PROMPT
The data should be restated word for word, in full.
::::
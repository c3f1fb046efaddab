//! Email address type.

use core::fmt;

use serde::{Deserialize, Serialize};

/// Errors that can occur when parsing an [`Email`].
#[derive(thiserror::Error, Debug, Clone)]
pub enum EmailError {
    /// The input string is empty.
    #[error("email cannot be empty")]
    Empty,
    /// The input string is too long.
    #[error("email must be at most {max} characters")]
    TooLong {
        /// Maximum allowed length.
        max: usize,
    },
    /// The input does not contain an @ symbol.
    #[error("email must contain an @ symbol")]
    MissingAtSymbol,
    /// The local part (before @) is empty.
    #[error("email local part cannot be empty")]
    EmptyLocalPart,
    /// The domain part (after @) is empty.
    #[error("email domain cannot be empty")]
    EmptyDomain,
}

/// An email address, as reported by the external identity provider.
///
/// Validation is structural only: a local part and a domain separated by a
/// single @ symbol, within the RFC 5321 length limit. The identity provider
/// has already verified the address; this type just refuses garbage.
#[derive(Debug, Clone, Serialize, Deserialize, PartialEq, Eq, Hash)]
#[serde(transparent)]
pub struct Email(String);

impl Email {
    /// Maximum length of an email address (RFC 5321).
    pub const MAX_LENGTH: usize = 254;

    /// Parse an `Email` from a string.
    ///
    /// # Errors
    ///
    /// Returns an error if the input is empty, longer than 254 characters,
    /// missing an @ symbol, or has an empty local part or domain.
    pub fn parse(s: &str) -> Result<Self, EmailError> {
        if s.is_empty() {
            return Err(EmailError::Empty);
        }

        if s.len() > Self::MAX_LENGTH {
            return Err(EmailError::TooLong {
                max: Self::MAX_LENGTH,
            });
        }

        let Some((local, domain)) = s.rsplit_once('@') else {
            return Err(EmailError::MissingAtSymbol);
        };

        if local.is_empty() {
            return Err(EmailError::EmptyLocalPart);
        }

        if domain.is_empty() {
            return Err(EmailError::EmptyDomain);
        }

        Ok(Self(s.to_owned()))
    }

    /// Get the email address as a string slice.
    #[must_use]
    pub fn as_str(&self) -> &str {
        &self.0
    }
}

impl fmt::Display for Email {
    fn fmt(&self, f: &mut fmt::Formatter<'_>) -> fmt::Result {
        write!(f, "{}", self.0)
    }
}

impl TryFrom<&str> for Email {
    type Error = EmailError;

    fn try_from(s: &str) -> Result<Self, Self::Error> {
        Self::parse(s)
    }
}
::::
OUTPUT FOR THIS EXERCISE
repository c3f1fb046efaddab
//! Email address type.

use core::fmt;

use serde::{Deserialize, Serialize};

/// Errors that can occur when parsing an [`Email`].
#[derive(thiserror::Error, Debug, Clone)]
pub enum EmailError {
    /// The input string is empty.
    #[error("email cannot be empty")]
    Empty,
    /// The input string is too long.
    #[error("email must be at most {max} characters")]
    TooLong {
        /// Maximum allowed length.
        max: usize,
    },
    /// The input does not contain an @ symbol.
    #[error("email must contain an @ symbol")]
    MissingAtSymbol,
    /// The local part (before @) is empty.
    #[error("email local part cannot be empty")]
    EmptyLocalPart,
    /// The domain part (after @) is empty.
    #[error("email domain cannot be empty")]
    EmptyDomain,
}

/// An email address, as reported by the external identity provider.
///
/// Validation is structural only: a local part and a domain separated by a
/// single @ symbol, within the RFC 5321 length limit. The identity provider
/// has already verified the address; this type just refuses garbage.
#[derive(Debug, Clone, Serialize, Deserialize, PartialEq, Eq, Hash)]
#[serde(transparent)]
pub struct Email(String);

impl Email {
    /// Maximum length of an email address (RFC 5321).
    pub const MAX_LENGTH: usize = 254;

    /// Parse an `Email` from a string.
    ///
    /// # Errors
    ///
    /// Returns an error if the input is empty, longer than 254 characters,
    /// missing an @ symbol, or has an empty local part or domain.
    pub fn parse(s: &str) -> Result<Self, EmailError> {
        if s.is_empty() {
            return Err(EmailError::Empty);
        }

        if s.len() > Self::MAX_LENGTH {
            return Err(EmailError::TooLong {
                max: Self::MAX_LENGTH,
            });
        }

        let Some((local, domain)) = s.rsplit_once('@') else {
            return Err(EmailError::MissingAtSymbol);
        };

        if local.is_empty() {
            return Err(EmailError::EmptyLocalPart);
        }

        if domain.is_empty() {
            return Err(EmailError::EmptyDomain);
        }

        Ok(Self(s.to_owned()))
    }

    /// Get the email address as a string slice.
    #[must_use]
    pub fn as_str(&self) -> &str {
        &self.0
    }
}

impl fmt::Display for Email {
    fn fmt(&self, f: &mut fmt::Formatter<'_>) -> fmt::Result {
        write!(f, "{}", self.0)
    }
}

impl TryFrom<&str> for Email {
    type Error = EmailError;

    fn try_from(s: &str) -> Result<Self, Self::Error> {
        Self::parse(s)
    }
}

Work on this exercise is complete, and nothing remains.